Currently, the top ten stocks that this system recommends are Medifast (MED), Myovant Sciences (MYOV), Smith & Wesson (SWBI), Evertz Technologies (EVTZF), Sonos (SONO), Translate Bio (TBIO), Overstock (OSTK), Internet Initiative Japan (IIJIY), Tupperware (TUP), and Michaels (MIK).
I found the authors’ conclusions intensely gratifying. Factor-based investing works! I was also immensely pleased that the authors refrained from calling these factors “anomalies,” as is so often done in academic literature.

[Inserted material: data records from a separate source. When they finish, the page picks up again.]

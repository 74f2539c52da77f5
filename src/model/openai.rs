//! OpenAI-compatible chat completions client

use super::{image_to_data_url, StructuredImageExtractor, TABLE_EXTRACTION_PROMPT};
use crate::config::ExtractorConfig;
use crate::error::{Error, Result};
use image::DynamicImage;
use serde::{Deserialize, Serialize};
use std::time::Duration;

/// Longest slice of an error body kept in error messages
const MAX_ERROR_BODY_CHARS: usize = 500;

#[derive(Debug, Serialize)]
struct ChatRequest<'a> {
    model: &'a str,
    messages: Vec<ChatMessage<'a>>,
    response_format: ResponseFormat,
    temperature: f32,
}

#[derive(Debug, Serialize)]
struct ChatMessage<'a> {
    role: &'a str,
    content: Vec<ContentPart<'a>>,
}

#[derive(Debug, Serialize)]
#[serde(tag = "type", rename_all = "snake_case")]
enum ContentPart<'a> {
    Text { text: &'a str },
    ImageUrl { image_url: ImageUrl },
}

#[derive(Debug, Serialize)]
struct ImageUrl {
    url: String,
}

#[derive(Debug, Serialize)]
struct ResponseFormat {
    #[serde(rename = "type")]
    kind: &'static str,
}

#[derive(Debug, Deserialize)]
struct ChatResponse {
    #[serde(default)]
    choices: Vec<Choice>,
}

#[derive(Debug, Deserialize)]
struct Choice {
    message: ResponseMessage,
}

#[derive(Debug, Deserialize)]
struct ResponseMessage {
    #[serde(default)]
    content: Option<String>,
}

/// Blocking client for an OpenAI-compatible vision model
pub struct OpenAiClient {
    http: reqwest::blocking::Client,
    api_key: String,
    endpoint: String,
    jpeg_quality: u8,
}

impl std::fmt::Debug for OpenAiClient {
    fn fmt(&self, f: &mut std::fmt::Formatter<'_>) -> std::fmt::Result {
        f.debug_struct("OpenAiClient")
            .field("endpoint", &self.endpoint)
            .field("jpeg_quality", &self.jpeg_quality)
            .finish_non_exhaustive()
    }
}

impl OpenAiClient {
    /// Build a client; the API key comes from the config or `OPENAI_API_KEY`
    pub fn new(config: &ExtractorConfig) -> Result<Self> {
        let api_key = config
            .api_key
            .clone()
            .filter(|key| !key.is_empty())
            .or_else(|| {
                std::env::var("OPENAI_API_KEY")
                    .ok()
                    .filter(|key| !key.is_empty())
            })
            .ok_or_else(|| Error::ModelRequest {
                reason: "No API key configured (set api_key or OPENAI_API_KEY)".to_string(),
            })?;

        Self::with_api_key(
            api_key,
            &config.api_base_url,
            config.request_timeout,
            config.jpeg_quality,
        )
    }

    pub fn with_api_key(
        api_key: String,
        api_base_url: &str,
        timeout: Duration,
        jpeg_quality: u8,
    ) -> Result<Self> {
        let http = reqwest::blocking::Client::builder()
            .timeout(timeout)
            .build()
            .map_err(|e| Error::ModelRequest {
                reason: format!("Failed to build HTTP client: {}", e),
            })?;

        Ok(Self {
            http,
            api_key,
            endpoint: chat_completions_url(api_base_url),
            jpeg_quality,
        })
    }
}

fn chat_completions_url(base: &str) -> String {
    format!("{}/chat/completions", base.trim_end_matches('/'))
}

fn build_request<'a>(model: &'a str, image_url: String) -> ChatRequest<'a> {
    ChatRequest {
        model,
        messages: vec![ChatMessage {
            role: "user",
            content: vec![
                ContentPart::Text {
                    text: TABLE_EXTRACTION_PROMPT,
                },
                ContentPart::ImageUrl {
                    image_url: ImageUrl { url: image_url },
                },
            ],
        }],
        response_format: ResponseFormat {
            kind: "json_object",
        },
        temperature: 0.0,
    }
}

/// Pull the first choice's message content out of a response body.
///
/// The content is kept byte for byte; it is not parsed as JSON.
fn parse_response(body: &str) -> Result<serde_json::Value> {
    let response: ChatResponse = serde_json::from_str(body).map_err(|e| Error::ModelRequest {
        reason: format!("Malformed model response: {}", e),
    })?;

    let content = response
        .choices
        .into_iter()
        .next()
        .and_then(|choice| choice.message.content)
        .ok_or_else(|| Error::ModelRequest {
            reason: "Model response contained no message content".to_string(),
        })?;

    Ok(serde_json::Value::String(content))
}

fn truncate(body: &str) -> &str {
    match body.char_indices().nth(MAX_ERROR_BODY_CHARS) {
        Some((idx, _)) => &body[..idx],
        None => body,
    }
}

impl StructuredImageExtractor for OpenAiClient {
    fn extract_table_from_image(
        &self,
        image: &DynamicImage,
        model: &str,
    ) -> Result<serde_json::Value> {
        let image_url = image_to_data_url(image, self.jpeg_quality)?;
        let request = build_request(model, image_url);

        tracing::debug!(
            model,
            endpoint = %self.endpoint,
            width = image.width(),
            height = image.height(),
            "Sending table page to model"
        );

        let response = self
            .http
            .post(&self.endpoint)
            .bearer_auth(&self.api_key)
            .json(&request)
            .send()
            .map_err(|e| Error::ModelRequest {
                reason: format!("HTTP request failed: {}", e),
            })?;

        let status = response.status();
        let body = response.text().map_err(|e| Error::ModelRequest {
            reason: format!("Failed to read model response: {}", e),
        })?;

        if !status.is_success() {
            return Err(Error::ModelRequest {
                reason: format!("Model API returned {}: {}", status, truncate(&body)),
            });
        }

        parse_response(&body)
    }
}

But I was dismayed by the numerous flaws in the authors’ paper:
- The factor results are presented in a terribly difficult-to-parse manner. The authors use “posterior” and “out-of-sample” seemingly interchangeably, yet some of these papers were published very recently and at one point they make it clear that some of the out-of-sample period was prior to the in-sample period (i.e. in the original paper, the testing period began after 1975 and the authors used the pre-1975 data). In general, the presentation of the results is terribly confusing. The world posterior results are included as a bar chart with labels that are almost too tiny to read and nearly impossible to match to the bars. It took me many hours to figure out which factors worked best, how they were constructed, what category they were in, and what sample period was being used.
- The classification of factors is more or less a joke. It’s an ambitious endeavor and the authors are to be commended for the attempt, but about half of the categories include factors that by no stretch of the imagination belong there, other categories are missing important factors, and a number of factors remain uncategorized. The fact that the best performing (out-of-sample) value factor, free cash flow to market cap, isn’t even classified as a value factor, while its close cousin operating cash flow to market cap is, indicates the problems here.
- A huge number of the factors are simply variations of each other, and a huge number of factors (especially those involving analyst and ownership data) went untested.
- There is no indication whether any of these factors were tested against similar companies. Certainly similar-company testing (testing against other companies in the same industry or sector) has long been a valid approach, and I find it hard to believe that none of the original papers used it. But there’s no sign of this distinction in the authors’ work. I would guess that the value factors would show far better results if they were tested against other companies in the same industry or sector rather than against the universe of stocks as a whole.
It almost goes without saying that a multi-factor approach to investing, in which every stock is subjected to a number of factor tests and those that rank the highest are purchased, makes good sense, and this paper, while neither affirming or condoning the approach, goes a long way toward validating its various inputs. Despite its flaws, it’s a major contribution to the literature.